Exercise aim: Within the listing below, show every line that contains the word "info".

Data for this exercise:
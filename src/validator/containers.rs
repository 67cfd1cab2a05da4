//! Container lookup through `docker ps`.

use crate::error::{Result, SetupError};
use crate::host::{run_checked, Host, HostCommand};
use serde::Deserialize;

/// One line of `docker ps --format '{{json .}}'`
#[derive(Debug, Clone, Default, Deserialize, PartialEq, Eq)]
#[serde(default)]
pub struct ContainerSummary {
    #[serde(rename = "Names")]
    pub names: String,
    #[serde(rename = "State")]
    pub state: String,
    #[serde(rename = "Image")]
    pub image: String,
}

impl ContainerSummary {
    /// Docker joins multiple names with commas
    pub fn has_name(&self, name: &str) -> bool {
        self.names.split(',').any(|n| n.trim().trim_start_matches('/') == name)
    }
}

/// Parse `docker ps` JSON lines, skipping blanks
pub fn parse_ps(stdout: &str) -> Result<Vec<ContainerSummary>> {
    stdout
        .lines()
        .filter(|line| !line.trim().is_empty())
        .map(|line| serde_json::from_str::<ContainerSummary>(line).map_err(SetupError::from))
        .collect()
}

/// Find a container, running or stopped, with exactly this name
pub async fn find(host: &dyn Host, name: &str) -> Result<Option<ContainerSummary>> {
    let output = run_checked(
        host,
        "Container lookup",
        &HostCommand::new("docker").args([
            "ps".to_string(),
            "-a".to_string(),
            "--filter".to_string(),
            format!("name={}", name),
            "--format".to_string(),
            "{{json .}}".to_string(),
        ]),
    )
    .await?;
    Ok(parse_ps(&output.stdout)?.into_iter().find(|c| c.has_name(name)))
}
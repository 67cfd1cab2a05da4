//! CLI module for hyperlane-setup - command-line interface and subcommands.
//!
//! With no subcommand the interactive menu runs.

pub mod commands;

pub use commands::Cli;
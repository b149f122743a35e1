//! Error types for stdg-api
//!
//! Handlers return [`ApiResult`]. Storage and internal failures are logged
//! here and reach the client only as a generic 500.

use axum::{
    http::StatusCode,
    response::{IntoResponse, Response},
    Json,
};
use serde_json::json;
use thiserror::Error;
use tracing::error;

/// API error type
#[derive(Debug, Error)]
pub enum ApiError {
    /// Resource not found (404)
    #[error("Resource not found: {0}")]
    NotFound(String),

    /// Invalid request (400)
    #[error("Invalid request: {0}")]
    BadRequest(String),

    /// Internal server error (500)
    #[error("Internal server error: {0}")]
    Internal(String),

    /// stdg-common error (storage, config, validation)
    #[error("Common error: {0}")]
    Common(#[from] stdg_common::Error),
}

const GENERIC_MESSAGE: &str = "An internal error occurred";

impl IntoResponse for ApiError {
    fn into_response(self) -> Response {
        let (status, error_code, message) = match self {
            ApiError::NotFound(msg) => (StatusCode::NOT_FOUND, "NOT_FOUND", msg),
            ApiError::BadRequest(msg) => (StatusCode::BAD_REQUEST, "BAD_REQUEST", msg),
            ApiError::Common(stdg_common::Error::NotFound(msg)) => {
                (StatusCode::NOT_FOUND, "NOT_FOUND", msg)
            }
            ApiError::Common(stdg_common::Error::InvalidInput(msg)) => {
                (StatusCode::BAD_REQUEST, "BAD_REQUEST", msg)
            }
            ApiError::Internal(msg) => {
                error!(error = %msg, "Request failed");
                (
                    StatusCode::INTERNAL_SERVER_ERROR,
                    "INTERNAL_ERROR",
                    GENERIC_MESSAGE.to_string(),
                )
            }
            ApiError::Common(ref err) => {
                error!(error = %err, "Request failed");
                (
                    StatusCode::INTERNAL_SERVER_ERROR,
                    "INTERNAL_ERROR",
                    GENERIC_MESSAGE.to_string(),
                )
            }
        };

        let body = Json(json!({
            "error": {
                "code": error_code,
                "message": message,
            }
        }));

        (status, body).into_response()
    }
}

/// Result type for API handlers
pub type ApiResult<T> = Result<T, ApiError>;

#[cfg(test)]
mod tests {
    use super::*;

    #[test]
    fn test_status_mapping() {
        let cases = [
            (ApiError::NotFound("x".into()), StatusCode::NOT_FOUND),
            (ApiError::BadRequest("x".into()), StatusCode::BAD_REQUEST),
            (
                ApiError::Common(stdg_common::Error::InvalidInput("x".into())),
                StatusCode::BAD_REQUEST,
            ),
            (
                ApiError::Common(stdg_common::Error::NotFound("x".into())),
                StatusCode::NOT_FOUND,
            ),
            (
                ApiError::Common(stdg_common::Error::Config("x".into())),
                StatusCode::INTERNAL_SERVER_ERROR,
            ),
            (ApiError::Internal("x".into()), StatusCode::INTERNAL_SERVER_ERROR),
        ];
        for (err, status) in cases {
            assert_eq!(err.into_response().status(), status);
        }
    }
}
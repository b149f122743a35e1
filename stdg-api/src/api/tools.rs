//! Tool directory endpoints

use axum::{
    extract::{Path, Query, State},
    http::StatusCode,
    routing::get,
    Json, Router,
};
use serde::Deserialize;
use stdg_common::db::{PricingType, Tool, MAX_RATING};
use stdg_common::time::now;
use tracing::info;

use super::{page, required};
use crate::content::pipeline::truncate_chars;
use crate::db::tools::{self, ToolFilter};
use crate::{ApiError, ApiResult, AppState};

const DEFAULT_PAGE_SIZE: i64 = 20;
const SHORT_DESCRIPTION_CHARS: usize = 150;

#[derive(Debug, Deserialize)]
pub struct ToolListQuery {
    pub category: Option<String>,
    pub search: Option<String>,
    pub pricing_type: Option<String>,
    pub limit: Option<i64>,
    pub skip: Option<i64>,
}

/// GET /api/tools
pub async fn list_tools(
    State(state): State<AppState>,
    Query(query): Query<ToolListQuery>,
) -> ApiResult<Json<Vec<Tool>>> {
    let (limit, skip) = page(query.limit, query.skip, DEFAULT_PAGE_SIZE)?;

    let pricing_type = query
        .pricing_type
        .as_deref()
        .filter(|p| !p.trim().is_empty())
        .map(str::parse::<PricingType>)
        .transpose()?;

    let filter = ToolFilter {
        category: query.category.filter(|c| !c.trim().is_empty()),
        search: query.search,
        pricing_type,
    };

    Ok(Json(tools::list_tools(&state.db, &filter, limit, skip).await?))
}

/// GET /api/tools/:id
pub async fn get_tool(
    State(state): State<AppState>,
    Path(id): Path<String>,
) -> ApiResult<Json<Tool>> {
    tools::get_tool(&state.db, &id)
        .await?
        .map(Json)
        .ok_or_else(|| ApiError::NotFound(format!("Tool {}", id)))
}

/// Request body of POST /api/tools
#[derive(Debug, Deserialize)]
pub struct CreateToolRequest {
    pub name: String,
    pub category: String,
    pub description: String,
    pub short_description: Option<String>,
    pub pricing_type: PricingType,
    pub pricing_details: Option<String>,
    pub starting_price: Option<f64>,
    #[serde(default)]
    pub features: Vec<String>,
    #[serde(default)]
    pub pros: Vec<String>,
    #[serde(default)]
    pub cons: Vec<String>,
    #[serde(default)]
    pub rating: f64,
    pub affiliate_link: Option<String>,
    pub website_url: Option<String>,
}

/// POST /api/tools
///
/// Stores the tool with a generated review (static sentence when generation
/// is unavailable or fails).
pub async fn create_tool(
    State(state): State<AppState>,
    Json(payload): Json<CreateToolRequest>,
) -> ApiResult<(StatusCode, Json<Tool>)> {
    let name = required("name", &payload.name)?;
    let category = required("category", &payload.category)?;

    if !payload.rating.is_finite() || !(0.0..=MAX_RATING).contains(&payload.rating) {
        return Err(ApiError::BadRequest(format!(
            "rating must be between 0 and {}",
            MAX_RATING
        )));
    }
    if let Some(price) = payload.starting_price {
        if !price.is_finite() || price < 0.0 {
            return Err(ApiError::BadRequest(
                "starting_price must not be negative".to_string(),
            ));
        }
    }

    let review = state
        .pipeline
        .tool_review(&name, &category, &payload.description)
        .await;

    let timestamp = now();
    let tool = Tool {
        id: uuid::Uuid::new_v4().to_string(),
        short_description: payload
            .short_description
            .unwrap_or_else(|| truncate_chars(&payload.description, SHORT_DESCRIPTION_CHARS)),
        name,
        category,
        description: payload.description,
        pricing_type: payload.pricing_type,
        pricing_details: payload.pricing_details,
        starting_price: payload.starting_price,
        features: payload.features,
        pros: payload.pros,
        cons: payload.cons,
        rating: payload.rating,
        affiliate_link: payload.affiliate_link,
        website_url: payload.website_url,
        review,
        created_at: timestamp,
        updated_at: timestamp,
    };

    tools::insert_tool(&state.db, &tool).await?;
    info!(id = %tool.id, name = %tool.name, "Created tool");

    Ok((StatusCode::CREATED, Json(tool)))
}

pub fn tool_routes() -> Router<AppState> {
    Router::new()
        .route("/api/tools", get(list_tools).post(create_tool))
        .route("/api/tools/:id", get(get_tool))
}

Answer to this task:
use tracing::info;
    info!(id = %tool.id, name = %tool.name, "Created tool");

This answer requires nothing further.